EXERCISE PROMPT: Find and return every line of the data that contains the word "found".

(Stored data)

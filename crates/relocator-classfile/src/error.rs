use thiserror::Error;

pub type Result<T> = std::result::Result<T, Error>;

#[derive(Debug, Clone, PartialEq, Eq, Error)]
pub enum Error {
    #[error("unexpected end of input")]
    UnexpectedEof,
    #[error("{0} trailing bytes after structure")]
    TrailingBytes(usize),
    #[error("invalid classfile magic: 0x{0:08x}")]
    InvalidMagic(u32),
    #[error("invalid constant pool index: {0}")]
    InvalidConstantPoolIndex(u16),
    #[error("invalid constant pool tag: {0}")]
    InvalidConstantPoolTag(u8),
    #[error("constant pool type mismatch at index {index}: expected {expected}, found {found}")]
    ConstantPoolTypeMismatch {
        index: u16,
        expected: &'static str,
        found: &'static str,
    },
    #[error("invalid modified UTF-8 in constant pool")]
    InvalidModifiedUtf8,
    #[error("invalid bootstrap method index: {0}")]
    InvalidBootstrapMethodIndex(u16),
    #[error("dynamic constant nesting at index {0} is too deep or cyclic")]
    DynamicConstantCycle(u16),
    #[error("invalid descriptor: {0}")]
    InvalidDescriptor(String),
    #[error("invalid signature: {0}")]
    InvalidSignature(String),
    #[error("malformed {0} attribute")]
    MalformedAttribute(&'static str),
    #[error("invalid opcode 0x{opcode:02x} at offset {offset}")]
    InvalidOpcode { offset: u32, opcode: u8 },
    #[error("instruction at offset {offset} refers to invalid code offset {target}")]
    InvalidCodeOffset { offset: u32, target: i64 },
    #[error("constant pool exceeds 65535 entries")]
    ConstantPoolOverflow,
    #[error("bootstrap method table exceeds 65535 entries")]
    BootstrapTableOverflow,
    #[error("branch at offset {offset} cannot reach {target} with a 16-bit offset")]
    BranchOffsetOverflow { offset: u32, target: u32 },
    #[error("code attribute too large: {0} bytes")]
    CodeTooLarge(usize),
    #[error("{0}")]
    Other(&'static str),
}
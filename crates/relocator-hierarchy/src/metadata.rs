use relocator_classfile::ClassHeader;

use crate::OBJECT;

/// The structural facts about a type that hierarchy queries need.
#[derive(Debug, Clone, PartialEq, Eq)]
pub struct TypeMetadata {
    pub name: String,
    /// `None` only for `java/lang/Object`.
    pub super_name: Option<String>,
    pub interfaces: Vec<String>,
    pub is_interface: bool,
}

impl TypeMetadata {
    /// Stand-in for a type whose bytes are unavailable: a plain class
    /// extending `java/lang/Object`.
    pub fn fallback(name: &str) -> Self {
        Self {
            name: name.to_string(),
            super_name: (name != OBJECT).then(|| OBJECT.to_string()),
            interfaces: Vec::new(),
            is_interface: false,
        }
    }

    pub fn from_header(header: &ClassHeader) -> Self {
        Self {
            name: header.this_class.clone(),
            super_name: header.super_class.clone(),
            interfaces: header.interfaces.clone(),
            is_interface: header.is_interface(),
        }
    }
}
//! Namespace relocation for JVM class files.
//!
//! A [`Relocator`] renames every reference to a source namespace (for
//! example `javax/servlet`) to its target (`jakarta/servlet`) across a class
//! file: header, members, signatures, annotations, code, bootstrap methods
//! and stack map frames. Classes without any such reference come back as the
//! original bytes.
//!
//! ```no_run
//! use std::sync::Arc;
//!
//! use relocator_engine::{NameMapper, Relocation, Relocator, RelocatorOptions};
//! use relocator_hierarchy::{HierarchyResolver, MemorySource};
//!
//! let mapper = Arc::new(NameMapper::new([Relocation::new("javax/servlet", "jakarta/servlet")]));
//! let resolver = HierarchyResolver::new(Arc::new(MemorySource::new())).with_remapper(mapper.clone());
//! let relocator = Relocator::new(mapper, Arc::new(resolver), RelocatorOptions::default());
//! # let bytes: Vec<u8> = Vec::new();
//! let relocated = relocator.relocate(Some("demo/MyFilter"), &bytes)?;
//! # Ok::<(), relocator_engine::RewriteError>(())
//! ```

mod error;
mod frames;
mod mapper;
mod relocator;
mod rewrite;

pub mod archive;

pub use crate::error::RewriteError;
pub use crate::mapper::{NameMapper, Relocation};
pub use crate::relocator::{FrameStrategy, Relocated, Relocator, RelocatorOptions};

REPLY TO THE TASK:
    #[error("constant pool type mismatch at index {index}: expected {expected}, found {found}")]
        found: &'static str,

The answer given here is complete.